Se abbiamo mantenuto i rapporti con ex colleghi di quell’azienda per cui siamo stati protagonisti di un cambiamento importante, anche se è successo anni fa, cerchiamo di capire se oggi quell’azienda stia ancora staccando i dividendi di quel cambiamento e decliniamo il valore di quell’esperienza nell’attualità.
LinkedIn è uno strumento di grande utilità anche per capire chi è andato dove
Ex colleghi che potrebbero segnalarci un posto libero o un’evoluzione di una categoria che abbiamo perso per strada nel tempo, oppure amici e conoscenti che ci possono permettere di arrivare a contatti per noi lontani con i quali loro sono invece in rapporto. Oltre alla possibilità di riprendere il contatto con persone del passato, LinkedIn ormai offre anche contenuti e approfondimenti di grande interesse sull’evoluzione di determinati mercati. Ricordiamoci però che è una piattaforma professionale di mutuo scambio: è quindi buona regola la reciprocità. Se avete trovato utile un contenuto ringraziate chi lo ha postato e se nei giorni successivi inciampate in un paper o in un articolo utile per quel determinato gruppo che vi ha offerto il contento utile, postate il link al paper o all’articolo che pensate potrebbero trovare interessante. Ma attenzione, dovete saperne abbastanza di quel tema o di quel mercato per non rischiare di postare cose inutili o superate.

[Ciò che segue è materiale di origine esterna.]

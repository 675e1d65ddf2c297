//! # XP / Crate Economy Engine
//!
//! The ledger core of a chat-platform bot: message activity earns XP,
//! accumulated XP buys reward crates, and opening a crate runs a weighted
//! draw over a static perk catalog. At most one perk is equipped per user;
//! equipping a new one always reverts the old one's external effect first.
//!
//! ## Domain Invariants
//!
//! | ID | Invariant | Description |
//! |----|-----------|-------------|
//! | 1 | Non-negative balance | Debits underflowing zero are refused at the atomic storage statement |
//! | 2 | Overflow safety | All balance arithmetic is checked 256-bit; overflow is a typed error |
//! | 3 | Atomic deltas | Every balance/crate/counter delta is one `fetch_update` statement |
//! | 4 | Draw accounting | Each draw moves exactly one `obtained_count`, equip or not |
//! | 5 | Old-before-new | Equip always runs the full unequip of the prior perk first |
//! | 6 | Ledger over gateway | External role failures warn; ledger mutations never roll back for them |
//! | 7 | Re-validated confirms | Confirm re-checks funds/cooldown against current state |
//! | 8 | Decimal persistence | Balances are stored as decimal strings, never fixed-width binary |
//!
//! ## Crate Structure (Hexagonal Architecture)
//!
//! - `domain/` - Pure domain logic (balances, catalog, cooldowns, tokens)
//! - `ports/` - Outbound SPI traits plus default/in-memory adapters
//! - `service/` - Application service implementing the operations
//! - `adapters/` - Durable store adapters (file-backed; RocksDB behind the
//!   `rocksdb-store` feature)
//!
//! ## Usage
//!
//! ```ignore
//! use xpbot_economy::{
//!     default_catalog, EconomyConfig, EconomyDependencies, EconomyService,
//! };
//! use xpbot_economy::adapters::FileBackedKvStore;
//! use xpbot_economy::ports::outbound::{NullRoleGateway, SystemTimeSource, ThreadRngSource};
//!
//! let deps = EconomyDependencies {
//!     kv_store: FileBackedKvStore::new("data/ledger.db"),
//!     time_source: SystemTimeSource,
//!     rng: ThreadRngSource,
//!     role_gateway: NullRoleGateway,
//! };
//! let mut economy = EconomyService::new(deps, default_catalog(), EconomyConfig::default());
//!
//! economy.record_activity("user-1")?;
//! let token = economy.propose_buy_crates("user-1", 1)?;
//! ```

pub mod adapters;
pub mod domain;
pub mod ports;
pub mod service;

// Re-export key types for convenience
pub use domain::account::{Account, PerkStats, UserId};
pub use domain::balance::Xp;
pub use domain::catalog::{default_catalog, PerkCatalog, PerkDef, PerkEffect, PerkId};
pub use domain::config::{EconomyConfig, KeyPrefix};
pub use domain::cooldown::{CooldownStatus, GrantCooldowns};
pub use domain::errors::{EconomyError, KvStoreError, RoleGatewayError};
pub use domain::pending::{ConfirmationToken, PendingAction};
pub use ports::outbound::{
    BatchOperation, KeyValueStore, RandomSource, RoleGateway, TimeSource,
};
pub use service::{
    AccountStatus, ConfirmedAction, DrawOutcome, EconomyDependencies, EconomyService,
    EquipOutcome, UnequipOutcome,
};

Il modo per usare proficuamente la piattaforma LinkedIn in una ricerca di lavoro è dedicandole un paio d’ore al giorno, come se fosse parte di una routine quotidiana di lavoro. Solo così si possono scoprire i vantaggi che offre.

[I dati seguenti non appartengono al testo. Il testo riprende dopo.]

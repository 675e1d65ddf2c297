//! # Economy Service
//!
//! The application service implementing the ledger operations.
//!
//! ## Architecture
//!
//! This service:
//! 1. Owns the key-value store, clock, randomness and role-gateway ports
//! 2. Enforces the balance, inventory and equipped-perk invariants
//! 3. Performs every balance/crate/counter delta as one atomic storage
//!    statement (`KeyValueStore::fetch_update`)
//! 4. Uses dependency injection for all external dependencies
//!
//! Mutating operations take `&mut self`: a multi-threaded host wraps the
//! service in its own lock, which - together with the atomic storage
//! statements - serializes every read-validate-write sequence.

mod accounts;
mod leaderboard;
mod perks;
mod transactions;

use crate::domain::account::Account;
use crate::domain::catalog::PerkCatalog;
use crate::domain::config::EconomyConfig;
use crate::domain::cooldown::GrantCooldowns;
use crate::domain::errors::EconomyError;
use crate::ports::outbound::{KeyValueStore, RandomSource, RoleGateway, TimeSource};

pub use leaderboard::AccountStatus;
pub use perks::{DrawOutcome, EquipOutcome, UnequipOutcome};
pub use transactions::ConfirmedAction;

/// The economy service.
///
/// Generic over its ports so tests run against in-memory adapters, a
/// controllable clock, scripted randomness and a recording gateway.
pub struct EconomyService<KV, TS, RS, RG>
where
    KV: KeyValueStore,
    TS: TimeSource,
    RS: RandomSource,
    RG: RoleGateway,
{
    /// Key-value store holding accounts, perk statistics and settings.
    pub(crate) kv_store: KV,
    /// Clock for cooldowns and confirmation TTLs.
    pub(crate) time_source: TS,
    /// Randomness for the perk draw.
    pub(crate) rng: RS,
    /// Chat-platform role entitlement surface (best-effort).
    pub(crate) role_gateway: RG,
    /// The static weighted reward table.
    pub(crate) catalog: PerkCatalog,
    /// Engine configuration.
    pub(crate) config: EconomyConfig,
    /// In-memory per-actor grant cooldowns (volatile by design).
    pub(crate) cooldowns: GrantCooldowns,
}

/// Dependencies for `EconomyService`.
pub struct EconomyDependencies<KV, TS, RS, RG> {
    pub kv_store: KV,
    pub time_source: TS,
    pub rng: RS,
    pub role_gateway: RG,
}

impl<KV, TS, RS, RG> EconomyService<KV, TS, RS, RG>
where
    KV: KeyValueStore,
    TS: TimeSource,
    RS: RandomSource,
    RG: RoleGateway,
{
    /// Create a new economy service over the given ports.
    pub fn new(
        deps: EconomyDependencies<KV, TS, RS, RG>,
        catalog: PerkCatalog,
        config: EconomyConfig,
    ) -> Self {
        Self {
            kv_store: deps.kv_store,
            time_source: deps.time_source,
            rng: deps.rng,
            role_gateway: deps.role_gateway,
            catalog,
            config,
            cooldowns: GrantCooldowns::new(),
        }
    }

    /// The catalog this service draws from.
    pub fn catalog(&self) -> &PerkCatalog {
        &self.catalog
    }

    /// The active configuration.
    pub fn config(&self) -> &EconomyConfig {
        &self.config
    }
}

/// Decode a stored account row.
pub(crate) fn decode_account(key: &[u8], bytes: &[u8]) -> Result<Account, EconomyError> {
    serde_json::from_slice(bytes).map_err(|e| EconomyError::CorruptRow {
        key: String::from_utf8_lossy(key).into_owned(),
        reason: e.to_string(),
    })
}

/// Encode an account row for storage.
pub(crate) fn encode_account(account: &Account) -> Result<Vec<u8>, EconomyError> {
    serde_json::to_vec(account).map_err(|e| EconomyError::CorruptRow {
        key: account.user_id.clone(),
        reason: e.to_string(),
    })
}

Lavoro a tempo parziale per integrare il reddito pensionistico e restare attivi
Nei Paesi anglosassoni e del nord-Europa è sempre più diffuso cercare un’attività che consenta, nei tempi e nei modi consoni a un’età più avanzata, di mantenersi attivi e socialmente integrati anche da pensionati, soprattutto nei primi anni in cui siamo ancora in buone condizioni fisiche e abbiamo desiderio di mantenere il nostro ruolo sociale. Sul Guardian di qualche settimana fa c’era un articolo illuminante su una ex maestra di scuola che è andata in pensione appena possibile perché era arrivata a detestare in proprio lavoro a tempo pieno in una scuola. Dopo un primo periodo di eccitazione per tanto tempo libero a disposizione, si è trovata a cercare il modo di restare in attività e, perché no, integrare il proprio reddito pensionistico. Così si è inventata un lavoro di tutor online per i ragazzini che devono studiare e fare i compiti. Diceva che questa esperienza l’ha fatta rinascere: l’impegno a tempo parziale le permette di occuparsi di altre cose della sua vita che prima erano marginalizzate dalla sua routine a tempo pieno e il lavoro di tutor le ha permesso di tornare a fare ciò che le piace e che sa fare, insegnare, eliminando tutta la burocrazia propria di un insegnante di ruolo.
A volte è come stiamo facendo il nostro lavoro che ci usura, le logiche aziendali e di carriera, i meccanismi propri di quella data azienda. Non quello che il nostro ruolo prevede. Ma per immaginare un modo di continuare a fare quello che ci piace, a volte serve un po’ di creatività. Sempre servono coraggio e intraprendenza.